Software Roboter bei Versicherungen im Vormarsch

Der „Kollege Roboter„, wie es bei der Zurich Gruppe Deutschland heißt, sei weniger Konkurrenz, sondern eher Entlastung bei der Bearbeitung einfacherer Arbeitsschritte, teilte der Versicherer am Donnerstag in Bonn mit. So arbeiteten Zurich-Mitarbeiter und die Software Roboter „Hand in Hand“ in der Sachbearbeitung im Lebensversicherungsbereich, die mittlerweile teilautomatisiert erfolge. Zugleich betonte das Unternehmen, dass die fachliche Einschätzung, ob eine Kündigung zum gewünschten Zeitpunkt möglich ist, nach wie vor ein Mensch treffe. Komplexere Fälle bearbeiten die Mitarbeiter demnach weiterhin selbst.

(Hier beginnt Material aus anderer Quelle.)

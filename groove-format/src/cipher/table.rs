//! Frozen per-version cipher configuration
//!
//! One [`CipherVersionSpec`] per encrypted container version. Key bytes,
//! IV locations and the masher constant must match what the game engine
//! expects byte for byte; they are fixtures, not derivable values.
//!
//! | tag  | generation | keys             | IV          | working key        |
//! |------|------------|------------------|-------------|--------------------|
//! | 0x0B | legacy     | single           | 8 @ 0x08    | as stored          |
//! | 0x0C | gen1       | plain/red pair   | 8 @ 0x08    | as stored          |
//! | 0x0D | gen2       | plain/red pair   | 8 @ 0x0C    | as stored          |
//! | 0x0E | gen3       | plain/red pair   | 8 @ 0x08    | as stored          |
//! | 0x0F | gen4       | plain/red pair   | 8 @ 0x0C    | as stored          |
//! | 0x10 | derived    | 4 slots          | 4 @ 0x10    | slot ^ masher      |

use super::Key;

/// How the stored key bytes become the working key
#[derive(Debug, Clone, Copy, PartialEq, Eq)]
pub enum KeyDerivation {
    Identity,
    XorWithMasher,
}

/// Where the key slot index comes from
#[derive(Debug, Clone, Copy, PartialEq, Eq)]
pub enum KeySelector {
    None,
    /// `container[offset] % modulus`
    ByteAtOffsetModulo { offset: usize, modulus: u8 },
}

/// Plain and red-variant keys of one hardware generation
#[derive(Debug)]
pub struct KeyPair {
    pub plain: Key,
    pub red: Key,
}

#[derive(Debug, Clone, Copy)]
pub enum KeyMaterial {
    /// One key regardless of variant
    Single(&'static Key),
    /// Chosen by the red-variant flag
    Paired(&'static KeyPair),
    /// Chosen by the key selector
    Slots(&'static [Key]),
}

#[derive(Debug, Clone, Copy)]
pub struct CipherVersionSpec {
    pub tag: i32,
    pub name: &'static str,
    pub keys: KeyMaterial,
    /// Absolute container offset of the IV bytes
    pub iv_offset: usize,
    /// 4 or 8
    pub iv_len: usize,
    pub derivation: KeyDerivation,
    pub selector: KeySelector,
}

/// Every encrypted container version, keyed by tag
pub static CIPHER_TABLE: [CipherVersionSpec; 6] = [
    CipherVersionSpec {
        tag: 0x0B,
        name: "legacy",
        keys: KeyMaterial::Single(&LEGACY_KEY),
        iv_offset: 0x08,
        iv_len: 8,
        derivation: KeyDerivation::Identity,
        selector: KeySelector::None,
    },
    CipherVersionSpec {
        tag: 0x0C,
        name: "gen1",
        keys: KeyMaterial::Paired(&GEN1_KEYS),
        iv_offset: 0x08,
        iv_len: 8,
        derivation: KeyDerivation::Identity,
        selector: KeySelector::None,
    },
    CipherVersionSpec {
        tag: 0x0D,
        name: "gen2",
        keys: KeyMaterial::Paired(&GEN2_KEYS),
        iv_offset: 0x0C,
        iv_len: 8,
        derivation: KeyDerivation::Identity,
        selector: KeySelector::None,
    },
    CipherVersionSpec {
        tag: 0x0E,
        name: "gen3",
        keys: KeyMaterial::Paired(&GEN3_KEYS),
        iv_offset: 0x08,
        iv_len: 8,
        derivation: KeyDerivation::Identity,
        selector: KeySelector::None,
    },
    CipherVersionSpec {
        tag: 0x0F,
        name: "gen4",
        keys: KeyMaterial::Paired(&GEN4_KEYS),
        iv_offset: 0x0C,
        iv_len: 8,
        derivation: KeyDerivation::Identity,
        selector: KeySelector::None,
    },
    CipherVersionSpec {
        tag: 0x10,
        name: "derived",
        keys: KeyMaterial::Slots(&DERIVED_SLOTS),
        iv_offset: 0x10,
        iv_len: 4,
        derivation: KeyDerivation::XorWithMasher,
        selector: KeySelector::ByteAtOffsetModulo {
            offset: 0x10,
            modulus: 4,
        },
    },
];

/// Look up the cipher configuration for a version tag
pub fn cipher_spec(tag: i32) -> Option<&'static CipherVersionSpec> {
    CIPHER_TABLE.iter().find(|spec| spec.tag == tag)
}

// =============================================================================
// Key material
// =============================================================================

/// Legacy generation key (shared by both variants)
static LEGACY_KEY: Key = [
    0xF6, 0xD3, 0xBF, 0xD8, 0xBE, 0x35, 0xEF, 0xF1,
    0xB5, 0x12, 0xC2, 0x79, 0xCD, 0x27, 0xAF, 0xCA,
    0xC5, 0x02, 0xF1, 0x56, 0x5F, 0x0F, 0x85, 0x9A,
    0xC9, 0xEE, 0x2C, 0xB6, 0x27, 0x9E, 0x1C, 0x82,
];

static GEN1_KEYS: KeyPair = KeyPair {
    plain: [
        0xC5, 0x4A, 0x67, 0x2F, 0x12, 0xA3, 0x9D, 0xCF,
        0x7B, 0x70, 0x87, 0x69, 0x4C, 0x0D, 0xBC, 0x66,
        0x26, 0xF0, 0x70, 0x2F, 0x55, 0x67, 0x7A, 0x33,
        0x03, 0xC3, 0x6F, 0xDB, 0x3E, 0xB4, 0x51, 0x08,
    ],
    red: [
        0xC8, 0x28, 0xAC, 0xCE, 0xBD, 0xEE, 0x02, 0xDA,
        0x16, 0x3D, 0x9D, 0x22, 0x70, 0xCB, 0x58, 0x26,
        0xF9, 0x19, 0x48, 0x70, 0xF0, 0x6A, 0x2D, 0xAC,
        0x38, 0xB7, 0x15, 0x64, 0x3B, 0xCA, 0xDB, 0x66,
    ],
};

static GEN2_KEYS: KeyPair = KeyPair {
    plain: [
        0xAF, 0x58, 0xE9, 0xDA, 0xD9, 0xB6, 0x06, 0x99,
        0xAB, 0x38, 0x67, 0xB6, 0x97, 0x1E, 0x94, 0x99,
        0x1C, 0xE7, 0x31, 0xCF, 0x81, 0x26, 0x03, 0x6F,
        0x0D, 0x12, 0x12, 0xED, 0xF7, 0x83, 0xA4, 0x2A,
    ],
    red: [
        0xEA, 0xF5, 0x40, 0xC6, 0x07, 0xC8, 0x74, 0x20,
        0x61, 0x2D, 0xB6, 0x64, 0x75, 0x70, 0x1C, 0x72,
        0x9E, 0x62, 0xC2, 0xCA, 0xED, 0x68, 0x38, 0xD7,
        0x06, 0x7F, 0x1D, 0xED, 0xD5, 0xFF, 0x56, 0xB0,
    ],
};

static GEN3_KEYS: KeyPair = KeyPair {
    plain: [
        0x9A, 0x90, 0x73, 0x7C, 0x95, 0x2B, 0x01, 0xF0,
        0x17, 0x06, 0x31, 0x7F, 0x52, 0xF4, 0x77, 0x24,
        0x3F, 0xC7, 0x94, 0x7C, 0xBF, 0xB1, 0x1C, 0xEF,
        0xB1, 0x17, 0x61, 0x76, 0x19, 0xD8, 0x13, 0xC9,
    ],
    red: [
        0x39, 0xF2, 0xDA, 0xFA, 0xC1, 0x54, 0x0D, 0xF3,
        0xB0, 0x1E, 0xBA, 0xB6, 0xBE, 0xEF, 0x9B, 0xAB,
        0xFA, 0x6E, 0x0E, 0xB7, 0x43, 0x8E, 0xA9, 0x91,
        0x41, 0x9C, 0x90, 0x84, 0xAA, 0xC5, 0xFD, 0x86,
    ],
};

static GEN4_KEYS: KeyPair = KeyPair {
    plain: [
        0xC3, 0xBB, 0xC1, 0x48, 0x2A, 0x23, 0x2A, 0xD8,
        0xE4, 0xDD, 0x3F, 0x38, 0x7C, 0x73, 0xDA, 0x77,
        0x92, 0xDF, 0x91, 0xA2, 0xA6, 0x96, 0x0C, 0x79,
        0x2C, 0xB5, 0x74, 0x42, 0xD0, 0x9D, 0xA3, 0x70,
    ],
    red: [
        0x7A, 0xB0, 0x43, 0x13, 0x19, 0xF3, 0x50, 0x22,
        0x30, 0x0D, 0x66, 0x06, 0xDE, 0xAB, 0xB8, 0x02,
        0xD6, 0x2E, 0x06, 0xAD, 0x15, 0x93, 0xDB, 0x5A,
        0x3F, 0xEB, 0x6A, 0x72, 0x8C, 0x6B, 0x03, 0x32,
    ],
};

/// Base key slots of the derived generation
static DERIVED_SLOTS: [Key; 4] = [
    [
        0x07, 0x73, 0x39, 0x10, 0xEB, 0xF9, 0x8D, 0x84,
        0xB8, 0xA5, 0x21, 0x6B, 0x7C, 0x91, 0x68, 0x1F,
        0xF5, 0x28, 0xA2, 0xBB, 0xD9, 0x47, 0x1A, 0x6B,
        0xD3, 0x6E, 0xC0, 0xF7, 0x34, 0xB2, 0xEF, 0xFD,
    ],
    [
        0xA1, 0xDE, 0xC3, 0x18, 0xD8, 0x81, 0x61, 0x97,
        0xF8, 0x22, 0xE5, 0xD5, 0x76, 0xF0, 0x08, 0xE9,
        0x8E, 0x1E, 0x5A, 0x4E, 0xEE, 0x04, 0x65, 0x16,
        0xD9, 0x9A, 0x4E, 0x08, 0xFD, 0x5F, 0x04, 0x12,
    ],
    [
        0x42, 0xDA, 0x1E, 0x40, 0x05, 0xAB, 0x3D, 0xB5,
        0xD7, 0xA1, 0xBA, 0x18, 0xAF, 0x15, 0xE2, 0x16,
        0x12, 0xE6, 0x77, 0x0D, 0x15, 0x12, 0x03, 0xCD,
        0xB1, 0xDD, 0xEB, 0x2D, 0x0D, 0x32, 0x66, 0x9A,
    ],
    [
        0xF7, 0x75, 0x7D, 0x62, 0x98, 0x12, 0xDF, 0x48,
        0x77, 0x12, 0xAC, 0x98, 0x91, 0xCF, 0x1F, 0x9A,
        0xA0, 0x34, 0xB6, 0x50, 0x37, 0x4C, 0x12, 0x81,
        0x4A, 0x31, 0xB1, 0x08, 0xFB, 0x32, 0x19, 0x83,
    ],
];

/// XORed over the selected slot to form the derived working key
pub(crate) static MASHER: Key = [
    0xB3, 0x9E, 0x62, 0xD2, 0x96, 0x4E, 0x28, 0x18,
    0x61, 0xCD, 0x78, 0x25, 0x31, 0x57, 0x3C, 0x7E,
    0x8A, 0xA7, 0x43, 0x2E, 0xF1, 0xCD, 0xDF, 0xA6,
    0xE5, 0x64, 0x21, 0xA7, 0x66, 0x4E, 0xE6, 0xE7,
];
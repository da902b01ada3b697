//! Groove CLI - Build and inspect .gsnd audio containers
//!
//! # Commands
//!
//! - `groove create` - Probe an audio file and wrap it in a container
//! - `groove extract` - Copy the raw payload out of a container
//! - `groove validate` - Check container structure and print a report
//! - `groove decrypt` - Decrypt the payload into an unencrypted container
//! - `groove encrypt` - Encrypt an unencrypted container for a target version
//! - `groove info` - Show header, seek index and cipher details
//! - `groove build` - Create every track listed in groove.toml
//! - `groove check` - Validate groove.toml without building
//!
//! # Usage
//!
//! ```bash
//! # Unencrypted container with the default 4096-sample index stride
//! groove create song.ogg -o song.gsnd
//!
//! # Encrypted for a gen2 target, red-variant key
//! groove create song.ogg --version gen2 --red
//!
//! # Back to plain audio
//! groove decrypt song.gsnd --red -o song.plain.gsnd
//! groove extract song.plain.gsnd -o song.ogg
//! ```
//!
//! # Manifest (groove.toml)
//!
//! ```toml
//! [defaults]
//! chunk_size = 4096
//! version = 0x0A
//! output_dir = "out"
//!
//! [[tracks]]
//! id = "song_intro"
//! input = "audio/song_intro.ogg"
//! version = 0x0D
//! red_variant = true
//! ```

mod build;
mod create;
mod crypt;
mod extract;
mod info;
mod validate;

use anyhow::Result;
use clap::{Parser, Subcommand};

/// Groove CLI - Build and inspect .gsnd audio containers
#[derive(Parser)]
#[command(name = "groove")]
#[command(about = "Build and inspect .gsnd audio containers")]
#[command(version)]
struct Cli {
    /// Debug logging
    #[arg(short, long, global = true, conflicts_with = "quiet")]
    verbose: bool,

    /// Only log warnings and errors
    #[arg(short, long, global = true)]
    quiet: bool,

    #[command(subcommand)]
    command: Commands,
}

#[derive(Subcommand)]
enum Commands {
    /// Probe an audio file and wrap it in a container
    Create(create::CreateArgs),

    /// Copy the raw payload out of a container (no decryption)
    Extract(extract::ExtractArgs),

    /// Check container structure and print a report
    Validate(validate::ValidateArgs),

    /// Decrypt the payload into an unencrypted container
    Decrypt(crypt::DecryptArgs),

    /// Encrypt an unencrypted container for a target version
    Encrypt(crypt::EncryptArgs),

    /// Show header, seek index and cipher details
    Info(info::InfoArgs),

    /// Create every track listed in groove.toml
    Build(build::BuildArgs),

    /// Validate groove.toml without building
    Check(build::CheckArgs),
}

fn main() -> Result<()> {
    let cli = Cli::parse();

    let level = if cli.quiet {
        tracing::Level::WARN
    } else if cli.verbose {
        tracing::Level::DEBUG
    } else {
        tracing::Level::INFO
    };

    // Initialize logging (stderr keeps stdout clean for reports)
    tracing_subscriber::fmt()
        .with_env_filter(
            tracing_subscriber::EnvFilter::from_default_env().add_directive(level.into()),
        )
        .with_writer(std::io::stderr)
        .init();

    match cli.command {
        Commands::Create(args) => create::execute(args),
        Commands::Extract(args) => extract::execute(args),
        Commands::Validate(args) => validate::execute(args),
        Commands::Decrypt(args) => crypt::execute_decrypt(args),
        Commands::Encrypt(args) => crypt::execute_encrypt(args),
        Commands::Info(args) => info::execute(args),
        Commands::Build(args) => build::execute_build(args),
        Commands::Check(args) => build::execute_check(args),
    }
}

/// clap value parser for container version tags (`gen2`, `0x0D`, `13`)
fn parse_version_arg(s: &str) -> Result<i32, String> {
    groove_format::parse_version(s).ok_or_else(|| {
        let known = groove_format::known_versions()
            .filter_map(|t| groove_format::version_name(t).map(|n| format!("{n} (0x{t:02X})")))
            .collect::<Vec<_>>()
            .join(", ");
        format!("unknown container version '{s}' (known: {known})")
    })
}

Künstliche Intelligenz – nur künstlich oder auch intelligent?

Die neue Unternehmenssoftware funktioniert so, dass manuelle Eingaben in den Core-Versicherungsapplikationen durch maschinelle Eingaben von Software Robotern ersetzt werden können. Dazu ahmen die Roboter menschliche Prozessschritte auf bestehenden Applikationen nach, ohne dass hierfür eine „aufwändige Integration in die bestehende Systemarchitektur“ nötig sei, wie Zurich erklärt. Die Automatisierung erfolgt anhand festgelegter Regeln und Anweisungen.

EU will Roboter per Gesetz bändigen

Vor allem die wachsende Zahl an Robotern bereitet den EU-Politikern Sorgen. Sie verweisen darauf, dass der Verkauf von Robotern zwischen 2010 und 2014 jährlich um 17 Prozent zugelegt hat. Die Patentanträge für Robotertechnik haben sich binnen eines Jahrzehnts sogar verdreifacht. Deutschland hat nach Korea und Japan mittlerweile die drittgrößte Roboterdichte. Im vergangenen Jahr wurde weltweit fast eine Viertelmillion Roboter verkauft, eine neue Höchstmarke, gab der Weltverband International Federation of Robotics bekannt. Ein Ende des Wachstums sei nicht in Sicht. Bis 2018 könnten weltweit 2,3 Millionen Roboter zum Einsatz kommen, also mehr als doppelt so viele wie 2009.

Fazit und Ausblick

Es ist eigentlich nichts Neues: Eher einfache Tätigkeiten werden (teil-) automatisiert oder outgesourct. Diesen Trend gibt es seit vielen Jahren – und dieser Trend wird selbstverständlich auch vor Büro-Jobs bei Versicherungen nicht halt machen.